The only way is using media from another tank,

What signs to look for, you need to get an ammonia test kit, a nitrite test kit, these are the most important ones to start with,
You wait for signs your fish has suffered and will probably will die..
Best thing to do is frequent water changes, it ain't good on any fish to go thru a cycle, I personally will never cycle a tank using live fish again! way to hard on them...

Ammonia is the biggest killer of fish, and if they live thru that they get to look forward to nitrites, which are ever deadlier then ammonia, Then when the nitrites drop off the nitrates show up, These are the good ones,
No matter how you go about it it's gonna take weeks to cycle a tank, unless you use media from an already establishe tank....
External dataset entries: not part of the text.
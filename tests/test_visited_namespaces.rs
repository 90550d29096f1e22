//! Visited namespaces for qualified (`ns::^`) and unqualified (`^`) completion,
//! resolved from source text.

use rstest::rstest;
use semcc::ide::{CompletionOptions, CompletionQuery, CompletionResult, complete};

fn run(annotated: &str) -> CompletionResult {
    let query = CompletionQuery::from_annotated(annotated).expect("exactly one cursor marker");
    complete(&query, &CompletionOptions::default()).expect("cursor has a completion context")
}

fn visited_sorted(annotated: &str) -> Vec<String> {
    run(annotated)
        .sorted_namespaces()
        .into_iter()
        .map(str::to_string)
        .collect()
}

fn visited_in_order(annotated: &str) -> Vec<String> {
    run(annotated)
        .visited_namespaces
        .iter()
        .map(ToString::to_string)
        .collect()
}

// ============================================================================
// QUALIFIED COMPLETION
// ============================================================================

#[test]
fn test_qualified_follows_inline_and_anonymous_directives() {
    let visited = visited_sorted(
        r#"
     namespace ns1 {}
     namespace ns2 {}
     namespace ns3 {}
     namespace ns3 { namespace nns3 {} }

     namespace foo {
     using namespace ns1;
     namespace ns4 {} // not visited
     namespace { using namespace ns2; }
     inline namespace bar { using namespace ns3::nns3; }
     } // foo
     namespace ns { foo::^ }
  "#,
    );
    assert_eq!(
        visited,
        vec!["foo", "foo::(anonymous)", "ns1", "ns2", "ns3::nns3"]
    );
}

#[test]
fn test_qualified_with_unknown_namespace_is_empty() {
    let result = run(
        r#"
     namespace ns { foo::^ }
  "#,
    );
    assert!(result.visited_namespaces.is_empty());
}

#[test]
fn test_qualified_through_alias() {
    let visited = visited_sorted(
        r#"
     namespace impl { namespace detail {} }
     namespace pub_ = impl;
     namespace other { using namespace impl::detail; }
     namespace impl { using namespace ::other; }
     void f() { pub_::^ }
  "#,
    );
    assert_eq!(visited, vec!["impl", "impl::detail", "other"]);
}

#[test]
fn test_qualified_cyclic_directives_terminate() {
    let visited = visited_sorted(
        r#"
     namespace a {}
     namespace b { using namespace a; }
     namespace a { using namespace b; }
     int x = a::^
  "#,
    );
    assert_eq!(visited, vec!["a", "b"]);
}

#[test]
fn test_qualified_transitive_directives() {
    let visited = visited_sorted(
        r#"
     namespace d {}
     namespace c { namespace { using namespace d; } }
     namespace b { using namespace c; }
     namespace a { using namespace b; }
     void f() { ::a::^ }
  "#,
    );
    assert_eq!(visited, vec!["a", "b", "c", "c::(anonymous)", "d"]);
}

#[test]
fn test_qualified_nested_definition() {
    let visited = visited_sorted(
        r#"
     namespace outer::inner { }
     namespace outer { void g() { inner::^ } }
  "#,
    );
    assert_eq!(visited, vec!["outer::inner"]);
}

#[test]
fn test_query_qualifier_replaces_text_qualifier() {
    let query = CompletionQuery::from_annotated(
        r#"
     namespace a {}
     namespace b { using namespace a; }
     void f() { b::^ }
  "#,
    )
    .unwrap()
    .with_qualifier("a::");
    let result = complete(&query, &CompletionOptions::default()).unwrap();
    assert_eq!(result.sorted_namespaces(), vec!["a"]);
}

#[rstest]
#[case("a::1")]
#[case("a:::b")]
#[case("a::::")]
fn test_malformed_query_qualifier_is_empty(#[case] qualifier: &str) {
    let query = CompletionQuery::from_annotated("namespace a {} void f() { ^ }")
        .unwrap()
        .with_qualifier(qualifier);
    let result = complete(&query, &CompletionOptions::default()).unwrap();
    assert!(result.visited_namespaces.is_empty());
}

// ============================================================================
// UNQUALIFIED COMPLETION
// ============================================================================

#[test]
fn test_unqualified_in_parameter_list() {
    let visited = visited_sorted(
        r#"
    namespace n1 {
    namespace n2 {
      void f(^) {}
    }
    }
  "#,
    );
    assert_eq!(visited, vec!["n1", "n1::n2"]);
}

#[rstest]
#[case("namespace a { namespace b { int x = ^ } }", &["a::b", "a"])]
#[case("namespace a { namespace { void f() { ^ } } }", &["a"])]
#[case("namespace a { inline namespace v1 { void f() { ^ } } }", &["a::v1", "a"])]
#[case("namespace a::b::c { struct S { void m() { ^ } }; }", &["a::b::c", "a::b", "a"])]
#[case("void f() { ^ }", &[])]
fn test_unqualified_is_innermost_first(#[case] code: &str, #[case] expected: &[&str]) {
    assert_eq!(visited_in_order(code), expected);
}

#[test]
fn test_unqualified_ignores_using_directives() {
    let visited = visited_in_order(
        r#"
    namespace lib {}
    namespace app {
      using namespace lib;
      void f() { ^ }
    }
  "#,
    );
    assert_eq!(visited, vec!["app"]);
}

#[test]
fn test_out_of_line_definition_completes_in_its_namespace() {
    let visited = visited_in_order(
        r#"
    namespace n { void f(); }
    void n::f() { ^ }
  "#,
    );
    assert_eq!(visited, vec!["n"]);
}
//! Annotated source fixtures.
//!
//! Completion requests are easiest to describe as source text with `^`
//! markers where the cursor goes:
//!
//! ```
//! use semcc::base::Annotated;
//!
//! let fixture = Annotated::parse("x = ^10; y = ^20;");
//! assert_eq!(fixture.code, "x = 10; y = 20;");
//! assert_eq!(fixture.points, vec![4, 12]);
//! ```

/// Source text with the `^` cursor markers removed.
#[derive(Clone, Debug, Default, PartialEq, Eq)]
pub struct Annotated {
    /// The code without markers.
    pub code: String,
    /// Byte offsets into `code`, one per marker, in order of appearance.
    pub points: Vec<usize>,
}

impl Annotated {
    /// Strip every `^` from `annotated`, remembering where each one was.
    pub fn parse(annotated: &str) -> Self {
        let mut code = String::with_capacity(annotated.len());
        let mut points = Vec::new();

        let mut rest = annotated;
        while let Some(next) = rest.find('^') {
            code.push_str(&rest[..next]);
            points.push(code.len());
            rest = &rest[next + 1..];
        }
        code.push_str(rest);

        Self { code, points }
    }

    /// The single marker of a fixture that is expected to have exactly one.
    pub fn point(&self) -> Option<usize> {
        match self.points.as_slice() {
            [point] => Some(*point),
            _ => None,
        }
    }
}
water changes and more water changes will be your fishes life saver,
I hear these people talk about doing changes every three four days and I have to shake my head, Geeze I had to do mine sometimes every day, and I didn't have many fish in the tanks, yet the ammonia got real high quickly. The nitrites when they came the seemed to come fast and furious, Dreaded those the worst......
For me it took about two weeks to get the ammonia to settle down, followed by 1 week nitrites, Then the good guys showed up. nitrates. But everyones tanks are different, Some takes longer

and you don't have to start testing for nitrites until your ammonia starts to show signs of dropping,, save some money there,

Last edited by Chicklet; 04-05-2009 at 08:34 PM.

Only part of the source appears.